Impact

Renowned Mindset Scholar Receives SAGE-CASBS Award

October 24, 2018 1903

The Stanford-based psychologist whose work brought the idea of “mindset” into the education mainstream received the 2018 SAGE-CASBS Award. Carol Dweck, the Lewis and Virginia Eaton Professor of Psychology University and author of the 2006 bestseller Mindset: The New Psychology of Success, received the award at a March 14 ceremony at the Center for Advanced Study in the Behavioral Sciences (CASBS) at Stanford University.

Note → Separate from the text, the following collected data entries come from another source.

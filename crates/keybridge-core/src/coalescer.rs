//! Event coalescing
//!
//! # Slot State Machine
//!
//! Hosts describe one physical keypress with up to two "down" notifications
//! (a raw key down and a typed character) and later an "up". The coalescer
//! merges them into exactly one press and one release per physical key, which
//! is tracked by its raw code (a *slot*).
//!
//! ```text
//!  ┌───────┐   down / typed    ┌──────────────────────┐
//!  │ IDLE  │ ────────────────► │ AWAITING_RESOLUTION  │ ◄──┐
//!  └───────┘                   │                      │    │ down / typed
//!      ▲                       │ pending: down, typed │ ───┘ (same batch)
//!      │                       └──────────┬───────────┘
//!      │                                  │ deferred resolution
//!      │                                  │ - typed wins over down
//!      │                                  │ - press, start auto-repeat
//!      │                                  ▼
//!      │   deferred up         ┌──────────────────────┐
//!      └────────────────────── │    DOWN(keysym)      │
//!        - release keysym      │                      │
//!        - stop auto-repeat    │ slot attribution     │
//!                              └──────────────────────┘
//! ```
//!
//! ## Deferred work
//!
//! Nothing is emitted synchronously except the AltGr releases. Resolution is
//! queued at the time of the down so that a typed notification arriving in
//! the same batch can still replace the down's candidate. Ups are queued at
//! `now + release_delay`. Equal deadlines run in insertion order, so an up
//! always lands after the resolution of the down that preceded it.
//!
//! An up seals the slot's pending record. A down after it opens a new record
//! with its own resolution, so two taps delivered in one batch still produce
//! two presses. If the new record resolves while the previous tap's release
//! is still queued, that release runs early, right before the new press.
//!
//! The caller owns the clock: every operation takes the current [`Instant`],
//! and [`Coalescer::run_due`] must be called once
//! [`Coalescer::next_deadline`] has passed.
//!
//! ## AltGr
//!
//! Hosts report AltGr as ctrl and alt held together, then type the composed
//! character without ever sending ups for ctrl and alt. A printable typed
//! character while both are held therefore releases ctrl and alt right away.

use std::collections::HashMap;
use std::time::Instant;

use keybridge_config::KeyboardConfig;

use crate::handler::{HostAction, KeyHandler};
use crate::host::HostNotification;
use crate::keysym::Keysym;
use crate::modifiers::{ModifierKey, ModifierState};
use crate::registry::PressedRegistry;
use crate::resolver;
use crate::scheduler::{DueTask, Scheduler, TaskId};

/// Work queued on the scheduler.
#[derive(Debug, Clone, Copy, PartialEq, Eq)]
enum Deferred {
    /// Resolve a pending record
    Resolve(u64),
    /// Process a raw up for a slot
    Release(u32),
    /// Auto-repeat tick
    Repeat(Keysym),
}

/// Candidates collected for one keypress before its deferred resolution runs.
#[derive(Debug, Clone, Copy)]
struct PendingResolution {
    code: u32,
    down: Option<Keysym>,
    typed: Option<Keysym>,
    /// Release of the slot's previous keypress, queued when this record opened
    prior_release: Option<TaskId>,
}

#[derive(Debug, Clone, Copy)]
struct ActiveRepeat {
    code: u32,
    task: TaskId,
}

/// Coalescing state machine for one input source.
pub struct Coalescer<H> {
    handler: Option<H>,
    config: KeyboardConfig,
    modifiers: ModifierState,
    pressed: PressedRegistry,
    /// Raw code -> keysym currently attributed to that physical key
    slots: HashMap<u32, Keysym>,
    /// Unresolved records, open or sealed by an up
    pending: HashMap<u64, PendingResolution>,
    /// Raw code -> record still accepting candidates
    open: HashMap<u32, u64>,
    next_record: u64,
    /// Raw code -> most recently queued release
    queued_release: HashMap<u32, TaskId>,
    /// Slot that typed notifications attach to
    last_down: Option<u32>,
    scheduler: Scheduler<Deferred>,
    repeat: Option<ActiveRepeat>,
}

impl<H: KeyHandler> Coalescer<H> {
    /// Create a coalescer with no handler registered.
    ///
    /// Until a handler is set every notification is passed through to the
    /// host untouched.
    pub fn new(config: KeyboardConfig) -> Self {
        Self {
            handler: None,
            config,
            modifiers: ModifierState::default(),
            pressed: PressedRegistry::default(),
            slots: HashMap::new(),
            pending: HashMap::new(),
            open: HashMap::new(),
            next_record: 0,
            queued_release: HashMap::new(),
            last_down: None,
            scheduler: Scheduler::new(),
            repeat: None,
        }
    }

    pub fn with_handler(config: KeyboardConfig, handler: H) -> Self {
        let mut coalescer = Self::new(config);
        coalescer.handler = Some(handler);
        coalescer
    }

    pub fn set_handler(&mut self, handler: H) {
        self.handler = Some(handler);
    }

    pub fn take_handler(&mut self) -> Option<H> {
        self.handler.take()
    }

    pub fn handler(&self) -> Option<&H> {
        self.handler.as_ref()
    }

    pub fn handler_mut(&mut self) -> Option<&mut H> {
        self.handler.as_mut()
    }

    pub fn config(&self) -> &KeyboardConfig {
        &self.config
    }

    pub fn modifiers(&self) -> ModifierState {
        self.modifiers
    }

    pub fn pressed(&self) -> &PressedRegistry {
        &self.pressed
    }

    /// Keysym currently attributed to a physical key.
    pub fn attributed(&self, code: u32) -> Option<Keysym> {
        self.slots.get(&code).copied()
    }

    /// When [`Coalescer::run_due`] next has work to do.
    pub fn next_deadline(&self) -> Option<Instant> {
        self.scheduler.next_deadline()
    }

    /// Route a decoded host notification to the matching operation.
    pub fn dispatch(&mut self, notification: &HostNotification, now: Instant) -> HostAction {
        match notification {
            HostNotification::Down { code, identifier } => {
                self.key_down(*code, identifier.as_deref(), now)
            }
            HostNotification::Typed { char_code } => self.key_typed(*char_code, now),
            HostNotification::Up { code } => self.key_up(*code, now),
            HostNotification::FocusLost => {
                self.focus_lost();
                HostAction::AllowDefault
            }
        }
    }

    /// Handle a raw key down.
    ///
    /// Returns whether the host default should be suppressed: always when the
    /// raw code resolved, and for identifiers that are not typable or that
    /// arrive with exactly one of ctrl/alt held. Ctrl and alt together are
    /// left alone so the host can still deliver the AltGr character.
    pub fn key_down(&mut self, code: u32, identifier: Option<&str>, now: Instant) -> HostAction {
        if self.handler.is_none() {
            return HostAction::AllowDefault;
        }

        if code == 0 && identifier.is_none() {
            tracing::trace!("Ignoring down without code or identifier");
            return HostAction::PreventDefault;
        }

        self.modifiers.on_raw_down(code);
        let shift = self.modifiers.shift;

        let from_code = resolver::keysym_from_raw_code(code, shift);
        let mut action = if from_code.is_some() {
            HostAction::PreventDefault
        } else {
            HostAction::AllowDefault
        };

        let mut candidate = from_code;
        if let Some(identifier) = identifier {
            if candidate.is_none() {
                candidate = resolver::keysym_from_identifier(identifier, shift);
            }
            let ctrl_xor_alt = self.modifiers.is_held(ModifierKey::Ctrl)
                != self.modifiers.is_held(ModifierKey::Alt);
            if !resolver::is_typable(identifier) || ctrl_xor_alt {
                action = HostAction::PreventDefault;
            }
        }

        tracing::debug!(
            "Down code={} identifier={:?} candidate={:?}",
            code,
            identifier,
            candidate
        );

        let record = self.open_record(code, now);
        if candidate.is_some() {
            if let Some(pending) = self.pending.get_mut(&record) {
                pending.down = candidate;
            }
        }
        self.last_down = Some(code);

        action
    }

    /// Handle a typed character for the most recent down.
    pub fn key_typed(&mut self, char_code: u32, now: Instant) -> HostAction {
        if self.handler.is_none() {
            return HostAction::AllowDefault;
        }

        if !resolver::is_control_character(char_code)
            && self.modifiers.is_held(ModifierKey::Ctrl)
            && self.modifiers.is_held(ModifierKey::Alt)
        {
            tracing::debug!("Typed {:#X} with ctrl+alt held, treating as AltGr", char_code);
            self.release_keysym(Keysym::CONTROL_L);
            self.release_keysym(Keysym::ALT_L);
        }

        let Some(code) = self.last_down else {
            tracing::debug!("Dropping typed {:#X} with no preceding down", char_code);
            return HostAction::PreventDefault;
        };

        let candidate = resolver::keysym_from_char_code(char_code);
        tracing::debug!("Typed {:#X} for code={} candidate={:?}", char_code, code, candidate);

        let record = self.open_record(code, now);
        if candidate.is_some() {
            if let Some(pending) = self.pending.get_mut(&record) {
                pending.typed = candidate;
            }
        }

        HostAction::PreventDefault
    }

    /// Handle a raw key up. The release itself is deferred by the configured
    /// release delay.
    ///
    /// The slot's pending record is sealed: typed characters arriving later
    /// are dropped and the next down starts a new keypress.
    pub fn key_up(&mut self, code: u32, now: Instant) -> HostAction {
        if self.handler.is_none() {
            return HostAction::AllowDefault;
        }

        self.open.remove(&code);
        if self.last_down == Some(code) {
            self.last_down = None;
        }

        let task = self
            .scheduler
            .schedule_at(now + self.config.release_delay, Deferred::Release(code));
        self.queued_release.insert(code, task);

        HostAction::PreventDefault
    }

    /// Forget modifier state after focus loss.
    ///
    /// Held keys are not released and timers keep running; only the modifier
    /// flags are cleared.
    pub fn focus_lost(&mut self) {
        tracing::debug!("Focus lost, resetting modifiers");
        self.modifiers.reset();
    }

    /// Run every deferred task due at or before `now`. Returns how many ran.
    pub fn run_due(&mut self, now: Instant) -> usize {
        let mut ran = 0;
        while let Some(DueTask { id, deadline, task }) = self.scheduler.pop_due(now) {
            match task {
                Deferred::Resolve(record) => self.resolve(record, deadline),
                Deferred::Release(code) => self.release_slot(code, id),
                Deferred::Repeat(keysym) => {
                    self.release_keysym(keysym);
                    self.press_keysym(keysym);
                }
            }
            ran += 1;
        }
        ran
    }

    /// Open record of a slot, creating one and scheduling its resolution when
    /// the slot has none.
    fn open_record(&mut self, code: u32, now: Instant) -> u64 {
        if let Some(record) = self.open.get(&code) {
            return *record;
        }

        let record = self.next_record;
        self.next_record += 1;

        let prior_release = self
            .queued_release
            .get(&code)
            .copied()
            .filter(|task| self.scheduler.is_scheduled(*task));

        self.pending.insert(
            record,
            PendingResolution {
                code,
                down: None,
                typed: None,
                prior_release,
            },
        );
        self.open.insert(code, record);
        self.scheduler.schedule_at(now, Deferred::Resolve(record));
        record
    }

    fn resolve(&mut self, record: u64, now: Instant) {
        let Some(pending) = self.pending.remove(&record) else {
            return;
        };
        let code = pending.code;
        if self.open.get(&code) == Some(&record) {
            self.open.remove(&code);
        }

        let Some(resolved) = pending.typed.or(pending.down) else {
            tracing::trace!("Code {} did not resolve to a keysym", code);
            return;
        };

        // The previous tap of this key still owes its release
        if let Some(task) = pending.prior_release {
            if self.scheduler.cancel(task) {
                tracing::debug!("Code {} pressed again before its release ran", code);
                self.queued_release.remove(&code);
                self.release_attribution(code);
            }
        }

        let previous = self.slots.get(&code).copied();
        if previous == Some(resolved) {
            return;
        }

        if let Some(previous) = previous {
            if self.pressed.is_pressed(previous) {
                self.release_keysym(previous);
            }
        }

        self.slots.insert(code, resolved);
        self.press_keysym(resolved);
        self.restart_repeat(code, resolved, now);
    }

    fn restart_repeat(&mut self, code: u32, keysym: Keysym, now: Instant) {
        if let Some(active) = self.repeat.take() {
            self.scheduler.cancel(active.task);
        }

        if !self.config.auto_repeat || ModifierKey::from_raw_code(code).is_some() {
            return;
        }

        let first = now + self.config.repeat_delay + self.config.repeat_interval;
        let task = self
            .scheduler
            .schedule_every(first, self.config.repeat_interval, Deferred::Repeat(keysym));
        self.repeat = Some(ActiveRepeat { code, task });
    }

    fn release_slot(&mut self, code: u32, task: TaskId) {
        if self.queued_release.get(&code) == Some(&task) {
            self.queued_release.remove(&code);
        }
        if ModifierKey::from_raw_code(code).is_some() {
            self.modifiers.on_raw_up(code);
        }
        self.release_attribution(code);
    }

    /// Stop the slot's repeat and release whatever it is attributed to.
    ///
    /// Modifier flags are left alone: when a queued release runs early the
    /// flag already reflects the newer down.
    fn release_attribution(&mut self, code: u32) {
        if let Some(active) = self.repeat {
            if active.code == code {
                self.scheduler.cancel(active.task);
                self.repeat = None;
            }
        }

        if let Some(keysym) = self.slots.remove(&code) {
            self.release_keysym(keysym);
        }
    }

    fn press_keysym(&mut self, keysym: Keysym) {
        self.pressed.mark_pressed(keysym);
        if let Some(handler) = self.handler.as_mut() {
            let action = handler.key_pressed(keysym);
            tracing::trace!("Pressed {} ({:?})", keysym, action);
        }
    }

    fn release_keysym(&mut self, keysym: Keysym) {
        self.pressed.mark_released(keysym);
        if let Some(handler) = self.handler.as_mut() {
            let action = handler.key_released(keysym);
            tracing::trace!("Released {} ({:?})", keysym, action);
        }
    }
}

Established in 2013, the SAGE-CASBS Award recognizes outstanding achievements in the behavioral and social sciences that advance our understanding of pressing social issues. The award includes a cash prize and the opportunity to deliver a public lecture. SAGE Publishing, the parent of Social Science Space, funds the award.

Carol Dweck
Carol Dweck

Dweck launched a body of research that suggests individuals possess implicit theories of intelligence that reside on a continuum from “fixed mindset” to “growth mindset.” Those with a growth, rather than fixed, mindset, believe natural abilities and innate talents do not necessarily translate to predetermined success; rather, they are starting points for further development and learning through effort, help-seeking, and trying-out new strategies, enabling improved performance over time.

A 2018 article Dweck co-authored in Psychological Science reports that people with growth mindsets are more apt to develop new interests outside their existing interests – and so are more likely to reach and make connections across disciplines in the process.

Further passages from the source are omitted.